Supplied entries
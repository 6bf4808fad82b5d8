//! Newtype wrappers around `String` for seat identifiers and claim tokens.
//!
//! Using distinct types prevents accidentally passing a `ClaimToken` where a
//! `SeatId` is expected. Both serialize transparently as plain strings.

use std::fmt;
use std::str::FromStr;

use serde::{Deserialize, Serialize};

use crate::error::AppError;

/// Macro to define a newtype identifier wrapper around `String`.
macro_rules! define_string_id {
    (
        $(#[$meta:meta])*
        $name:ident, $label:literal
    ) => {
        $(#[$meta])*
        #[derive(Debug, Clone, PartialEq, Eq, Hash, PartialOrd, Ord, Serialize, Deserialize)]
        #[serde(transparent)]
        pub struct $name(String);

        impl $name {
            /// Wrap a raw value, rejecting blank input.
            pub fn new(raw: impl Into<String>) -> Result<Self, AppError> {
                let raw = raw.into();
                let trimmed = raw.trim();
                if trimmed.is_empty() {
                    return Err(AppError::validation(concat!($label, " must not be empty")));
                }
                Ok(Self(trimmed.to_string()))
            }

            /// Return the inner string.
            pub fn as_str(&self) -> &str {
                &self.0
            }

            /// Consume the identifier and return the inner string.
            pub fn into_string(self) -> String {
                self.0
            }
        }

        impl fmt::Display for $name {
            fn fmt(&self, f: &mut fmt::Formatter<'_>) -> fmt::Result {
                f.write_str(&self.0)
            }
        }

        impl FromStr for $name {
            type Err = AppError;

            fn from_str(s: &str) -> Result<Self, Self::Err> {
                Self::new(s)
            }
        }

        impl AsRef<str> for $name {
            fn as_ref(&self) -> &str {
                &self.0
            }
        }

        impl From<$name> for String {
            fn from(id: $name) -> String {
                id.0
            }
        }
    };
}

define_string_id!(
    /// Stable identifier of a seat, e.g. `A1`.
    SeatId, "seat id"
);

define_string_id!(
    /// Opaque proof of ownership of a claim. Only equality is meaningful.
    ClaimToken, "token"
);
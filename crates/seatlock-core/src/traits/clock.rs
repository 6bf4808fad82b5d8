//! Time source abstraction used for claim deadlines.

use std::sync::Arc;
use std::sync::atomic::{AtomicI64, Ordering};

use chrono::{DateTime, Duration, Utc};

/// Source of the current time.
///
/// Every reservation operation samples the clock exactly once and uses that
/// instant for all of its expiry decisions.
pub trait Clock: Send + Sync + std::fmt::Debug + 'static {
    /// Returns the current instant in UTC.
    fn now(&self) -> DateTime<Utc>;
}

/// Wall clock backed by [`Utc::now`].
#[derive(Debug, Clone, Copy, Default)]
pub struct SystemClock;

impl Clock for SystemClock {
    fn now(&self) -> DateTime<Utc> {
        Utc::now()
    }
}

/// Manually driven clock for deterministic tests.
///
/// Clones share the same instant.
#[derive(Debug, Clone)]
pub struct ManualClock {
    millis: Arc<AtomicI64>,
}

impl ManualClock {
    /// Creates a clock frozen at `start`.
    pub fn new(start: DateTime<Utc>) -> Self {
        Self {
            millis: Arc::new(AtomicI64::new(start.timestamp_millis())),
        }
    }

    /// Moves the clock forward by `delta`.
    pub fn advance(&self, delta: Duration) {
        self.millis
            .fetch_add(delta.num_milliseconds(), Ordering::SeqCst);
    }

    /// Jumps the clock to `instant`.
    pub fn set(&self, instant: DateTime<Utc>) {
        self.millis
            .store(instant.timestamp_millis(), Ordering::SeqCst);
    }
}

impl Default for ManualClock {
    fn default() -> Self {
        Self::new(Utc::now())
    }
}

impl Clock for ManualClock {
    fn now(&self) -> DateTime<Utc> {
        let millis = self.millis.load(Ordering::SeqCst);
        DateTime::from_timestamp_millis(millis).unwrap_or(DateTime::<Utc>::MIN_UTC)
    }
}
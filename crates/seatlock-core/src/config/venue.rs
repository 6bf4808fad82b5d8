//! Venue (seat layout) configuration.

use serde::{Deserialize, Serialize};

use crate::error::AppError;
use crate::types::seat::{MAX_ROWS, SeatLayout};

/// Fixed seat grid loaded at startup.
///
/// Rows are labelled `A`, `B`, `C`, ... and seats are numbered from 1,
/// so the default 3x5 grid yields `A1..C5`.
#[derive(Debug, Clone, Serialize, Deserialize)]
pub struct VenueConfig {
    /// Number of rows (1..=26).
    #[serde(default = "default_rows")]
    pub rows: u32,
    /// Number of seats in every row.
    #[serde(default = "default_seats_per_row")]
    pub seats_per_row: u32,
}

impl Default for VenueConfig {
    fn default() -> Self {
        Self {
            rows: default_rows(),
            seats_per_row: default_seats_per_row(),
        }
    }
}

impl VenueConfig {
    /// Validates the grid dimensions.
    pub fn validate(&self) -> Result<(), AppError> {
        if self.rows == 0 || self.rows > MAX_ROWS {
            return Err(AppError::configuration(format!(
                "venue.rows must be between 1 and {MAX_ROWS}, got {}",
                self.rows
            )));
        }
        if self.seats_per_row == 0 {
            return Err(AppError::configuration(
                "venue.seats_per_row must be at least 1",
            ));
        }
        Ok(())
    }

    /// Builds the seat layout described by this configuration.
    pub fn layout(&self) -> Result<SeatLayout, AppError> {
        self.validate()?;
        SeatLayout::grid(self.rows, self.seats_per_row)
    }
}

fn default_rows() -> u32 {
    3
}

fn default_seats_per_row() -> u32 {
    5
}
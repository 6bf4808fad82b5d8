//! Core traits implemented by infrastructure and test doubles.

pub mod clock;

pub use clock::{Clock, ManualClock, SystemClock};
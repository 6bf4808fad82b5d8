//! Application configuration schemas.
//!
//! All configuration structs are deserialized from TOML files via the
//! `config` crate. Each sub-module represents a logical configuration
//! section, and every field carries a default so that an empty
//! configuration yields a runnable service.

pub mod app;
pub mod logging;
pub mod reservation;
pub mod venue;

use serde::{Deserialize, Serialize};

pub use self::app::{CorsConfig, ServerConfig};
pub use self::logging::LoggingConfig;
pub use self::reservation::{ExpiryConfig, ReservationConfig};
pub use self::venue::VenueConfig;

use crate::error::AppError;

/// Root application configuration.
///
/// Top-level deserialization target for the merged TOML configuration
/// files (default.toml + environment overlay + `SEATLOCK__*` variables).
#[derive(Debug, Clone, Default, Serialize, Deserialize)]
pub struct AppConfig {
    /// HTTP server settings.
    #[serde(default)]
    pub server: ServerConfig,
    /// Fixed seat layout.
    #[serde(default)]
    pub venue: VenueConfig,
    /// Lock/confirm/release limits.
    #[serde(default)]
    pub reservation: ReservationConfig,
    /// Expiry sweeper settings.
    #[serde(default)]
    pub expiry: ExpiryConfig,
    /// Logging settings.
    #[serde(default)]
    pub logging: LoggingConfig,
}

impl AppConfig {
    /// Load configuration from TOML files.
    ///
    /// Merges the default configuration with an environment-specific overlay
    /// and environment variables prefixed with `SEATLOCK_`.
    pub fn load(env: &str) -> Result<Self, AppError> {
        let config = config::Config::builder()
            .add_source(config::File::with_name("config/default").required(false))
            .add_source(config::File::with_name(&format!("config/{env}")).required(false))
            .add_source(
                config::Environment::with_prefix("SEATLOCK")
                    .separator("__")
                    .try_parsing(true),
            )
            .build()?;

        let loaded: Self = config.try_deserialize()?;

        loaded.validate()?;
        Ok(loaded)
    }

    /// Checks cross-field constraints that serde cannot express.
    pub fn validate(&self) -> Result<(), AppError> {
        self.venue.validate()?;
        self.reservation.validate()
    }
}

What the task requires
Could you find every line in the records above that has the string "variables" and copy it?

Your response
/// files (default.toml + environment overlay + `SEATLOCK__*` variables).
    /// and environment variables prefixed with `SEATLOCK_`.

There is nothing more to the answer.